When Nardelli arrived at Home Depot, he found himself a strange man in a strange place. The management style that Marcus and Blank promoted was "do it yourself," the same philosophy embraced by the retailer's customers. The co-founders used to boast that the chapter on merchandising in Home Depot's policy manual didn't have a single word in it. Merchants and store managers wrote their own rules. The cowboy culture worked well for Home Depot's first 20 years, during which the company grew faster than any other retailer, including Wal-Mart. But as inventories ballooned and growth sputtered during the Blank era, the system--or lack thereof--buckled under its own weight. Home Depot needed "shoring up--some pilings underneath this huge enterprise," as Nardelli says.
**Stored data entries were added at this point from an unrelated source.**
//! External data sources
//!
//! A [`SourceClient`] is the only seam between the engine and the outside
//! world for retrieval. Clients return loosely-typed [`RawRecord`]s; the
//! agents normalize them into evidence.
//!
//! Bundled clients:
//! - `fixture` - in-memory records, optionally loaded from a JSON file
//! - `gateway` - generic JSON-over-HTTP integration layer

pub mod fixture;
pub mod gateway;

use std::collections::{BTreeMap, BTreeSet};
use std::sync::Arc;
use std::time::Duration;

use async_trait::async_trait;
use serde::{Deserialize, Serialize};
use tokio_util::sync::CancellationToken;

use crate::evidence::{EntityKind, SourceCategory, SourceId};
use crate::types::CallFailure;

pub use fixture::{FixtureFile, FixtureSource};
pub use gateway::{gateway_registry, GatewaySource};

/// Query parameters, sorted by key so identical queries fingerprint identically.
pub type QueryParams = BTreeMap<String, String>;

/// One record as returned by a source, before normalization.
#[derive(Debug, Clone, PartialEq, Serialize, Deserialize)]
pub struct RawRecord {
    /// Entity the record is about, when the source knows it.
    #[serde(default, skip_serializing_if = "Option::is_none")]
    pub subject: Option<String>,
    #[serde(default, skip_serializing_if = "Option::is_none")]
    pub subject_kind: Option<EntityKind>,
    #[serde(default)]
    pub fields: serde_json::Map<String, serde_json::Value>,
}

impl RawRecord {
    pub fn new(subject: impl Into<String>, kind: EntityKind) -> Self {
        Self { subject: Some(subject.into()), subject_kind: Some(kind), fields: serde_json::Map::new() }
    }

    pub fn with(mut self, key: &str, value: impl Into<serde_json::Value>) -> Self {
        self.fields.insert(key.to_string(), value.into());
        self
    }

    pub fn str_field(&self, key: &str) -> Option<&str> {
        self.fields.get(key).and_then(|v| v.as_str()).map(str::trim).filter(|s| !s.is_empty())
    }

    pub fn f64_field(&self, key: &str) -> Option<f64> {
        self.fields.get(key).and_then(|v| match v {
            serde_json::Value::Number(n) => n.as_f64(),
            serde_json::Value::String(s) => s.trim().parse().ok(),
            _ => None,
        })
    }

    pub fn u32_field(&self, key: &str) -> Option<u32> {
        self.f64_field(key).filter(|v| *v >= 0.0).map(|v| v.round() as u32)
    }

    pub fn i32_field(&self, key: &str) -> Option<i32> {
        self.f64_field(key).map(|v| v.round() as i32)
    }

    pub fn bool_field(&self, key: &str) -> Option<bool> {
        self.fields.get(key).and_then(|v| match v {
            serde_json::Value::Bool(b) => Some(*b),
            serde_json::Value::String(s) => match s.trim().to_ascii_lowercase().as_str() {
                "true" | "yes" | "1" => Some(true),
                "false" | "no" | "0" => Some(false),
                _ => None,
            },
            _ => None,
        })
    }
}

#[async_trait]
pub trait SourceClient: Send + Sync {
    /// Run one query. Implementations must return `CallFailure::cancelled()`
    /// promptly once `cancel` fires.
    async fn query(
        &self,
        params: &QueryParams,
        cancel: &CancellationToken,
    ) -> Result<Vec<RawRecord>, CallFailure>;
}

/// A source registered with the engine.
#[derive(Clone)]
pub struct SourceBinding {
    pub id: SourceId,
    pub category: SourceCategory,
    pub client: Arc<dyn SourceClient>,
    /// How long successful responses stay cached.
    pub ttl: Duration,
}

impl std::fmt::Debug for SourceBinding {
    fn fmt(&self, f: &mut std::fmt::Formatter<'_>) -> std::fmt::Result {
        f.debug_struct("SourceBinding")
            .field("id", &self.id)
            .field("category", &self.category)
            .field("ttl", &self.ttl)
            .finish()
    }
}

#[derive(Clone, Default, Debug)]
pub struct SourceRegistry {
    bindings: BTreeMap<SourceId, SourceBinding>,
}

impl SourceRegistry {
    pub fn new() -> Self {
        Self::default()
    }

    pub fn register(&mut self, binding: SourceBinding) -> &mut Self {
        self.bindings.insert(binding.id.clone(), binding);
        self
    }

    pub fn with_source(
        mut self,
        id: impl Into<SourceId>,
        category: SourceCategory,
        client: Arc<dyn SourceClient>,
        ttl: Duration,
    ) -> Self {
        self.register(SourceBinding { id: id.into(), category, client, ttl });
        self
    }

    pub fn get(&self, id: &SourceId) -> Option<&SourceBinding> {
        self.bindings.get(id)
    }

    pub fn ids(&self) -> impl Iterator<Item = &SourceId> {
        self.bindings.keys()
    }

    pub fn len(&self) -> usize {
        self.bindings.len()
    }

    pub fn is_empty(&self) -> bool {
        self.bindings.is_empty()
    }

    /// Sources of `category` that the intent selected, in id order.
    pub fn selected(&self, category: SourceCategory, selected: &BTreeSet<SourceId>) -> Vec<SourceBinding> {
        self.bindings
            .values()
            .filter(|b| b.category == category && selected.contains(&b.id))
            .cloned()
            .collect()
    }
}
His mission: to teach this gangling organization of proudly independent entrepreneurs to grow up.

He leads by example. Up at 5 a.m., he is in the office by 6:15 and usually works until at least 9 p.m. Saturday and Sunday are workdays--and unlike Blank, Nardelli has his executives in for weekend meetings. "It's not a job," he says. "It's a life." He is intensely hands-on: While Blank had ten people reporting to him and gathered them quarterly for business reviews, Nardelli meets with his 21 direct reports every Monday at noon, zeroing in on KPIs (key performance indicators, such as customer counts and average tickets) and action plans. "I love data," he effuses. "I love to know what's going on in the company totally." Former executives say that the new environment is "command and control" and "all business all the time." Though the company doesn't measure employee morale (Nardelli says he plans to start soon), some insiders say that lately it's been sinking with the stock. "There's quite a lot of anxiety about the changes to the culture," says Prudential analyst Wayne Hood, who has followed Home Depot for 19 years and has many friends who work there. (Despite his concerns, he has a buy rating on the stock.)

Many of Nardelli's changes come down to dollars and cents. "Cash is king," says CFO Carol Tome, a tough Nardelli ally. They have eliminated the company's famous cash-return policy--a move akin to defacing "the Holy Grail," Nardelli notes. Marcus and Blank held sacred the promise that if you bought any item at Home Depot and returned it to any store, receipt or no, next year or next decade, you got cash back, no questions asked. Abuse was flagrant. Nardelli and Tome collected data on how much the policy was costing, created spreadsheets, and shared the findings with store managers--who, pre-Nardelli, were not linked by e-mail. The new policy--no receipt, credit only--will save Home Depot well over $10 million annually, Nardelli says. He has also centralized buying, consolidating it from nine regional offices to one, in Atlanta. That has turned out to be a Darwinian exercise that squeezes out many local suppliers and gives the edge to efficient biggies that can serve Home Depot nationwide.

These are no-brainer fixes that almost any professional manager would make. Nardelli's more substantial and, frankly, riskier change is to the DNA of the place: the people. He has lost 24 of 39 senior officers in the first 19 months--some were fired, others quit. And he has brought in a bunch of nonretail people, including many GE alumni. "This is a business that has to reach outside of itself," Nardelli says.

If you want to know how much stock the new Home Depot puts into recruiting and developing its talent, just look at Dennis Donovan. A human resources executive who worked with Nardelli at GE Power Systems, he joined Home Depot as HR chief a year ago and got a $21.5 million pay package for 2001. That made him the second-highest-paid person at Home Depot last year (after Nardelli, who pulled in $24 million)--and probably the best-paid HR guy in America. "Yeah, Bob screwed me, but I came anyway," says Donovan, laughing. Says Nardelli: "A lot of HR people are just theorists. Dennis is the ultimate practitioner. He's the most effective HR manager I've ever known."